Bu altı umut ışığı, salgının sunduğu fırsatların yalnızca bir ön listesini teşkil ediyor. Asıl problem, dünya nüfusunun büyük bir kısmının karşı karşıya kaldığı şok ve belirsizliğin ciddiyetini küçümsememektir. Salgın birçok kişinin beklediğinden çok daha uzun sürdü ve geçtiği yerlerde trajedi ve yıkım bırakmaya devam ediyor.
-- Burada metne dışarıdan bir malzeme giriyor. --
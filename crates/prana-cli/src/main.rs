mod diagnostics;
mod session;

use std::path::PathBuf;

use anyhow::{Context, Result, bail};
use clap::{Parser, Subcommand};
use prana_config::{LoadedConfig, load_config};
use prana_core::{
    ChakraId, ExperienceLevel, FigureHost, LayoutEngine, LayoutTrigger, Rect, build_cycle,
    chakra_positions, spine_range,
};
use serde::Serialize;

use crate::diagnostics::TracingDiagnostics;
use crate::session::{SessionOptions, run_session};

/// Session length used when neither --minutes nor --cycles is given.
const DEFAULT_MINUTES: f64 = 3.0;

#[derive(Parser)]
#[command(name = "prana", about = "Chakra breathing sessions and figure layout")]
struct Cli {
    /// Breath configuration file (.toml or .json)
    #[arg(long, global = true)]
    config: Option<PathBuf>,

    /// Enable verbose debug output
    #[arg(long, global = true)]
    verbose: bool,

    #[command(subcommand)]
    command: Commands,
}

#[derive(Subcommand)]
enum Commands {
    /// Print the breath cycle for a chakra and level
    Cycle {
        /// Chakra id (aliases such as "solar" or "thirdEye" accepted)
        chakra: String,

        #[arg(long, default_value = "beginner")]
        level: String,

        /// Zero out both hold phases
        #[arg(long)]
        no_holds: bool,
    },

    /// Run a live breathing session in the terminal
    Session {
        chakra: String,

        #[arg(long, default_value = "beginner")]
        level: String,

        /// Session length in minutes
        #[arg(long, conflicts_with = "cycles")]
        minutes: Option<f64>,

        /// Session length as a number of full cycles
        #[arg(long)]
        cycles: Option<u32>,

        #[arg(long)]
        no_holds: bool,

        /// Run the clock this many times faster than real time
        #[arg(long, default_value_t = 1.0)]
        time_scale: f64,
    },

    /// Compute hotspot positions for a container and figure size (JSON)
    Layout {
        /// Container width in pixels
        #[arg(long)]
        width: f64,

        /// Container height in pixels
        #[arg(long)]
        height: f64,

        /// Figure top offset within the container
        #[arg(long, requires = "image_height")]
        image_top: Option<f64>,

        /// Measured figure height; omit to use the unloaded-image fallback
        #[arg(long)]
        image_height: Option<f64>,

        /// Measured figure width (defaults to the container width)
        #[arg(long)]
        image_width: Option<f64>,
    },

    /// Load and validate the breath configuration
    Validate,

    /// Print the chakra anchor table
    Chakras,
}

fn init_tracing(verbose: bool) {
    use tracing_subscriber::EnvFilter;

    let filter = if verbose {
        EnvFilter::new("debug")
    } else {
        EnvFilter::from_default_env().add_directive(tracing::Level::WARN.into())
    };

    tracing_subscriber::fmt()
        .with_env_filter(filter)
        .with_writer(std::io::stderr)
        .with_ansi(false)
        .init();
}

fn open_config(cli: &Cli) -> Result<LoadedConfig> {
    load_config(cli.config.as_deref()).context("failed to load breath configuration")
}

fn parse_key(chakra: &str, level: &str) -> Result<(ChakraId, ExperienceLevel)> {
    let chakra = chakra.parse::<ChakraId>()?;
    let level = level.parse::<ExperienceLevel>()?;
    Ok((chakra, level))
}

#[tokio::main]
async fn main() -> Result<()> {
    let cli = Cli::parse();
    init_tracing(cli.verbose);

    match &cli.command {
        Commands::Cycle {
            chakra,
            level,
            no_holds,
        } => cmd_cycle(&cli, chakra, level, !no_holds),
        Commands::Session {
            chakra,
            level,
            minutes,
            cycles,
            no_holds,
            time_scale,
        } => {
            cmd_session(&cli, chakra, level, *minutes, *cycles, !no_holds, *time_scale).await
        }
        Commands::Layout {
            width,
            height,
            image_top,
            image_height,
            image_width,
        } => cmd_layout(&cli, *width, *height, *image_top, *image_height, *image_width),
        Commands::Validate => cmd_validate(&cli),
        Commands::Chakras => cmd_chakras(),
    }
}

fn cmd_cycle(cli: &Cli, chakra: &str, level: &str, include_holds: bool) -> Result<()> {
    let loaded = open_config(cli)?;
    let (chakra, level) = parse_key(chakra, level)?;
    let cfg = loaded.config.require(chakra, level)?;
    let cycle = build_cycle(cfg, include_holds);

    println!(
        "{} ({level}), ratio {}, holds {}",
        chakra.label(),
        cfg.breath_ratio,
        if include_holds { "on" } else { "off" }
    );
    for phase in cycle.phases() {
        println!(
            "  {:<12} {:>5.1}s  {:<4}  cue {}",
            phase.name.as_str(),
            phase.duration,
            phase.direction.as_str(),
            cfg.ui.count_cues.get(phase.name)
        );
    }
    println!("cycle: {:.1}s", cycle.length());
    for preset in &cfg.presets {
        println!("  {} min: {} cycles", preset.minutes, preset.cycles);
    }
    Ok(())
}

async fn cmd_session(
    cli: &Cli,
    chakra: &str,
    level: &str,
    minutes: Option<f64>,
    cycles: Option<u32>,
    include_holds: bool,
    time_scale: f64,
) -> Result<()> {
    if !(time_scale.is_finite() && time_scale > 0.0) {
        bail!("--time-scale must be a positive number, got {time_scale}");
    }
    let loaded = open_config(cli)?;
    let (chakra, level) = parse_key(chakra, level)?;
    let cfg = loaded.config.require(chakra, level)?;
    let cycle = build_cycle(cfg, include_holds);

    let total_seconds = match (minutes, cycles) {
        (_, Some(n)) => cfg.session_seconds(n, include_holds),
        (Some(m), None) if m > 0.0 => m * 60.0,
        (Some(m), None) => bail!("--minutes must be positive, got {m}"),
        (None, None) => DEFAULT_MINUTES * 60.0,
    };

    println!(
        "{} ({level}): {:.1}s cycle, {:.0}s session",
        chakra.label(),
        cycle.length(),
        total_seconds
    );
    run_session(
        cycle,
        SessionOptions {
            total_seconds,
            time_scale,
            verbose: cli.verbose,
        },
    )
    .await?;
    Ok(())
}

/// Fixed measurements supplied on the command line.
struct StaticFigure {
    container: Rect,
    image: Option<Rect>,
}

impl FigureHost for StaticFigure {
    fn container(&self) -> Option<Rect> {
        Some(self.container)
    }

    fn figure_image(&self) -> Option<Rect> {
        self.image
    }
}

fn cmd_layout(
    cli: &Cli,
    width: f64,
    height: f64,
    image_top: Option<f64>,
    image_height: Option<f64>,
    image_width: Option<f64>,
) -> Result<()> {
    let host = StaticFigure {
        container: Rect::new(0.0, 0.0, width, height),
        image: image_height.map(|h| {
            Rect::new(
                0.0,
                image_top.unwrap_or(0.0),
                image_width.unwrap_or(width),
                h,
            )
        }),
    };
    let mut engine = LayoutEngine::new();
    if cli.verbose {
        engine = engine.with_diagnostics(Box::new(TracingDiagnostics));
    }
    let geometry = engine.refresh(&host, LayoutTrigger::Mount);
    let json = serde_json::to_string_pretty(geometry).context("failed to serialize layout")?;
    println!("{json}");
    Ok(())
}

#[derive(Serialize)]
struct LevelSummary {
    chakra: ChakraId,
    level: ExperienceLevel,
    ratio: String,
    cycle_seconds: f64,
}

fn cmd_validate(cli: &Cli) -> Result<()> {
    let loaded = open_config(cli)?;
    println!("config: {}", loaded.source);
    println!("levels: {}", loaded.config.len());
    let summaries: Vec<LevelSummary> = loaded
        .config
        .iter()
        .map(|(chakra, level, cfg)| LevelSummary {
            chakra,
            level,
            ratio: cfg.breath_ratio.clone(),
            cycle_seconds: cfg.cycle_length_seconds,
        })
        .collect();
    for s in &summaries {
        println!(
            "  {:<13} {:<13} {:<10} {:>4.0}s",
            s.chakra.as_str(),
            s.level.as_str(),
            s.ratio,
            s.cycle_seconds
        );
    }
    if cli.verbose {
        let json = serde_json::to_string(&summaries).context("failed to serialize summary")?;
        tracing::debug!("{json}");
    }
    println!("ok");
    Ok(())
}

fn cmd_chakras() -> Result<()> {
    for anchor in chakra_positions() {
        println!(
            "{:<13} {:<13} x={:.2} y={:.2}",
            anchor.id.as_str(),
            anchor.id.label(),
            anchor.x,
            anchor.y
        );
    }
    let range = spine_range();
    println!("spine: {:.2}..{:.2}", range.top, range.bottom);
    Ok(())
}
Ve bu, ortak tepkimizden en iyi formda yararlanmak için bize daha fazla neden sunuyor. Şu anki problem, sunulan fırsatları değerlendirebilmemiz ve uzun vadede daha olumlu eğilimler yakalayabilmemiz için bu listeyi genişletmek ve iyileştirmektir. Birlikte hareket ederek, derin bir kahır devrini bizim ve gelecek kuşaklar için ortak bir refah devrine dönüştürebiliriz.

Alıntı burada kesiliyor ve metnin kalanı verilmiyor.